-- EXERCISE INSTRUCTIONS --
Once you reach the line containing "#![warn(clippy::all)]" in the data below, restate each line word for word up to and including the one containing "#[must_use]".

Start of EXERCISE DATA

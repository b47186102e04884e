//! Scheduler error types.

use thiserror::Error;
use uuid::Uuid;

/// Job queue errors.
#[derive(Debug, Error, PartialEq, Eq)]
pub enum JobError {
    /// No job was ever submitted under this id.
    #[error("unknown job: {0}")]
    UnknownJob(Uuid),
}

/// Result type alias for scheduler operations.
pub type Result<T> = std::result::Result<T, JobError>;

End of EXERCISE DATA
Start of EXERCISE DATA

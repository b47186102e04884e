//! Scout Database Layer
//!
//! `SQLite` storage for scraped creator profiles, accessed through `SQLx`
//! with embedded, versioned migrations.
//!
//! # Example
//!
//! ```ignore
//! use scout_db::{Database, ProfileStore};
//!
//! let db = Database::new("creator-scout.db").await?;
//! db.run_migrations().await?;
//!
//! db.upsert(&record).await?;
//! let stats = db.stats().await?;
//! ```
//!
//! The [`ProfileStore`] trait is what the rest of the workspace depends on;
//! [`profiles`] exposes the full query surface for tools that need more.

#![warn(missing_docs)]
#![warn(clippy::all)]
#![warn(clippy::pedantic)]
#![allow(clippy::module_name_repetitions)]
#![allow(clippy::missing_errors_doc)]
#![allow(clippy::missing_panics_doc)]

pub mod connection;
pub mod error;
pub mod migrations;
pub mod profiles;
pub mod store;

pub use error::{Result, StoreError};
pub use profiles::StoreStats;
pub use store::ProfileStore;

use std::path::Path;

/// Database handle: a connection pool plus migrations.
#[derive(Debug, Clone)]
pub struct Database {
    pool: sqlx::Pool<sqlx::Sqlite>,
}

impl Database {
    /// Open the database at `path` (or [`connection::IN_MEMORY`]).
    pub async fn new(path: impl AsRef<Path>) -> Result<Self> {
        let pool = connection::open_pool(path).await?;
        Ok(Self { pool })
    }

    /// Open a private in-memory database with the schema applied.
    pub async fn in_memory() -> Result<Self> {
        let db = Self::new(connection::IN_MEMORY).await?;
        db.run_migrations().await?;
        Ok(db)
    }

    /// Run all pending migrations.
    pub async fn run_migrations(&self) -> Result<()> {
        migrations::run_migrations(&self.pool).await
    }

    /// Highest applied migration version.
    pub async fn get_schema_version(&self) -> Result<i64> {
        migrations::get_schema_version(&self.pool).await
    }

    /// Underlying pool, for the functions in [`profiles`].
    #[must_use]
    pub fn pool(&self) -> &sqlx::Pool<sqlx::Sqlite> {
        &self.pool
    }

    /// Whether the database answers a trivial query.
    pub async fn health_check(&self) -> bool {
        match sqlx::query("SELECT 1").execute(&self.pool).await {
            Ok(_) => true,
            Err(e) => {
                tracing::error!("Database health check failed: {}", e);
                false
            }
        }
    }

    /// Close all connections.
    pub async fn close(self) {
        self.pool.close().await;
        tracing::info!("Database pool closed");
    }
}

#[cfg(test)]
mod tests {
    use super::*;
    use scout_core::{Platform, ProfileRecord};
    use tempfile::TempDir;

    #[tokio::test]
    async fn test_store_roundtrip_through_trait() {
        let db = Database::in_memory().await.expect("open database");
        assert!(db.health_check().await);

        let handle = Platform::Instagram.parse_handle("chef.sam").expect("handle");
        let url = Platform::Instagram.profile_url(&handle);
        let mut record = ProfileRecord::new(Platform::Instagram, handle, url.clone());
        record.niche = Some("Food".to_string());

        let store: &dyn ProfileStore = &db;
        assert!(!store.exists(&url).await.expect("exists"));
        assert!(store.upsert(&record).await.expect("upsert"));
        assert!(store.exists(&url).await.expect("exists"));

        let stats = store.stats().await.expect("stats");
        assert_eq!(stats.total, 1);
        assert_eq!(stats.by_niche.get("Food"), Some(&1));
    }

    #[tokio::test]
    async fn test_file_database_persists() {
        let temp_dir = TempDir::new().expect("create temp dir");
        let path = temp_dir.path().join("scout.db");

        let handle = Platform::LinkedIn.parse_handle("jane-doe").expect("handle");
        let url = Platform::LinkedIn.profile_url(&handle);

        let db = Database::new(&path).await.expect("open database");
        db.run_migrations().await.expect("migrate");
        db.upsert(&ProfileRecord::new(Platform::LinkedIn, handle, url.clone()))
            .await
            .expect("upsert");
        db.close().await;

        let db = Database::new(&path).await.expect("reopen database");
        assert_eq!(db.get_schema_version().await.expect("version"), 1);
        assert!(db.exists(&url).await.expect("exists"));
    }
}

End of EXERCISE DATA

-- TASK OUTPUT --
#![warn(clippy::all)]
#![warn(clippy::pedantic)]
#![allow(clippy::module_name_repetitions)]
#![allow(clippy::missing_errors_doc)]
#![allow(clippy::missing_panics_doc)]

pub mod connection;
pub mod error;
pub mod migrations;
pub mod profiles;
pub mod store;

pub use error::{Result, StoreError};
pub use profiles::StoreStats;
pub use store::ProfileStore;

use std::path::Path;

/// Database handle: a connection pool plus migrations.
#[derive(Debug, Clone)]
pub struct Database {
    pool: sqlx::Pool<sqlx::Sqlite>,
}

impl Database {
    /// Open the database at `path` (or [`connection::IN_MEMORY`]).
    pub async fn new(path: impl AsRef<Path>) -> Result<Self> {
        let pool = connection::open_pool(path).await?;
        Ok(Self { pool })
    }

    /// Open a private in-memory database with the schema applied.
    pub async fn in_memory() -> Result<Self> {
        let db = Self::new(connection::IN_MEMORY).await?;
        db.run_migrations().await?;
        Ok(db)
    }

    /// Run all pending migrations.
    pub async fn run_migrations(&self) -> Result<()> {
        migrations::run_migrations(&self.pool).await
    }

    /// Highest applied migration version.
    pub async fn get_schema_version(&self) -> Result<i64> {
        migrations::get_schema_version(&self.pool).await
    }

    /// Underlying pool, for the functions in [`profiles`].
    #[must_use]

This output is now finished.